Prompt:
If a line of the material holds the string "from", please copy it.

Material to process:
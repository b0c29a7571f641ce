//! heard - combine LMAS report fragments
//!
//! A CLI tool that merges the reports of several LMAS pipeline runs
//! (performance metrics, result tables, plots and the values embedded in
//! each rendered report page) into one combined report.
//!
//! Exit codes:
//!   0 - Success
//!   1 - Usage error, inconsistent fragments, or I/O failure

mod cli;
mod config;
mod error;
mod fragment;
mod merge;
mod models;
mod report;

use anyhow::{Context, Result};
use chrono::Utc;
use cli::{Args, OutputFormat};
use config::{Config, DEFAULT_CONFIG_FILE};
use fragment::FragmentScanner;
use models::ReportMetadata;
use std::path::{Path, PathBuf};
use std::time::Instant;
use tracing::{debug, info, warn, Level};
use tracing_subscriber::FmtSubscriber;

fn main() -> Result<()> {
    // Parse command-line arguments
    let args = Args::parse_args();

    // Validate arguments
    if let Err(e) = args.validate() {
        eprintln!("Error: {}", e);
        std::process::exit(1);
    }

    // Handle --init-config early (no logging needed)
    if args.init_config {
        return handle_init_config();
    }

    // Configuration decides the log level, so it is read first
    let (mut config, origin) = match load_config(&args) {
        Ok(loaded) => loaded,
        Err(e) => {
            eprintln!("Error: {:#}", e);
            std::process::exit(1);
        }
    };
    config.merge_with_args(&args);

    // Initialize logging
    init_logging(args.log_level(config.general.verbose));

    info!("heard v{}", env!("CARGO_PKG_VERSION"));
    origin.log();
    debug!("Arguments: {:?}", args);

    if let Err(e) = run(&args, &config) {
        eprintln!("Error: {:#}", e);
        std::process::exit(1);
    }

    Ok(())
}

/// Handle --init-config: generate a default .heard.toml.
fn handle_init_config() -> Result<()> {
    let path = Path::new(DEFAULT_CONFIG_FILE);

    if path.exists() {
        eprintln!("{} already exists. Remove it first or edit it manually.", DEFAULT_CONFIG_FILE);
        std::process::exit(1);
    }

    let content = Config::default_toml();
    std::fs::write(path, &content)
        .with_context(|| format!("Failed to write {}", DEFAULT_CONFIG_FILE))?;

    println!("Created {} with default settings.", DEFAULT_CONFIG_FILE);
    Ok(())
}

/// Initialize logging at the given level.
fn init_logging(level: Level) {
    let subscriber = FmtSubscriber::builder()
        .with_max_level(level)
        .with_target(false)
        .with_thread_ids(false)
        .with_file(false)
        .with_line_number(false)
        .with_writer(std::io::stderr)
        .compact()
        .finish();

    if tracing::subscriber::set_global_default(subscriber).is_err() {
        eprintln!("Warning: a tracing subscriber is already installed");
    }
}

/// Merge the fragments below the report directory and write the report.
fn run(args: &Args, config: &Config) -> Result<()> {
    let start_time = Instant::now();

    let scanner = FragmentScanner::new(args.report_dir(), config.fragments.clone());

    if args.dry_run {
        return handle_dry_run(&scanner);
    }

    let fragments = scanner.load(!args.quiet)?;
    let metadata = ReportMetadata {
        generated_at: Utc::now(),
        mode: config.general.mode,
        fragments: fragments.iter().map(|f| f.name.clone()).collect(),
    };

    info!(
        "Merging {} fragments in {} mode",
        metadata.fragments.len(),
        metadata.mode
    );
    let report = merge::aggregate(fragments, config.general.mode)?;

    let output = match args.format {
        OutputFormat::Html => report::generate_html_report(&report, &config.report)?,
        OutputFormat::Json => report::generate_json_report(&report, &metadata)?,
    };

    let output_path = PathBuf::from(&config.general.output);
    info!("Writing {:?} report to {}", args.format, output_path.display());
    report::write_report(&output_path, &output)?;

    info!(
        "Combined {} fragments ({} tables, {} assemblers) in {:.2}s",
        metadata.fragments.len(),
        report.table_keys.len(),
        report.performance.len(),
        start_time.elapsed().as_secs_f64()
    );
    if !args.quiet {
        println!("Report saved to: {}", output_path.display());
    }

    Ok(())
}

/// Handle --dry-run: list the fragments that would be merged.
fn handle_dry_run(scanner: &FragmentScanner) -> Result<()> {
    let dirs = scanner.discover()?;

    println!("Found {} report folders that would be merged:", dirs.len());
    for dir in &dirs {
        println!("  {}", dir.display());
    }

    Ok(())
}

/// Where the configuration came from; logged once logging is set up.
enum ConfigOrigin {
    File(PathBuf),
    Defaults,
    Unreadable(anyhow::Error),
}

impl ConfigOrigin {
    fn log(&self) {
        match self {
            ConfigOrigin::File(path) => info!("Loaded config from {}", path.display()),
            ConfigOrigin::Defaults => debug!("No config file found, using defaults"),
            ConfigOrigin::Unreadable(e) => warn!("Failed to load config: {:#}", e),
        }
    }
}

/// Load configuration from file or use defaults.
///
/// An explicit `--config` must load; a broken default file falls back to
/// the defaults.
fn load_config(args: &Args) -> Result<(Config, ConfigOrigin)> {
    // Try explicit config path
    if let Some(ref config_path) = args.config {
        let config = Config::load(config_path)?;
        return Ok((config, ConfigOrigin::File(config_path.clone())));
    }

    // Try default location
    match Config::load_default() {
        Ok(Some(config)) => Ok((config, ConfigOrigin::File(PathBuf::from(DEFAULT_CONFIG_FILE)))),
        Ok(None) => Ok((Config::default(), ConfigOrigin::Defaults)),
        Err(e) => Ok((Config::default(), ConfigOrigin::Unreadable(e))),
    }
}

Exercise solution:
    let output_path = PathBuf::from(&config.general.output);
/// Where the configuration came from; logged once logging is set up.
            ConfigOrigin::File(path) => info!("Loaded config from {}", path.display()),
/// Load configuration from file or use defaults.
        Ok(Some(config)) => Ok((config, ConfigOrigin::File(PathBuf::from(DEFAULT_CONFIG_FILE)))),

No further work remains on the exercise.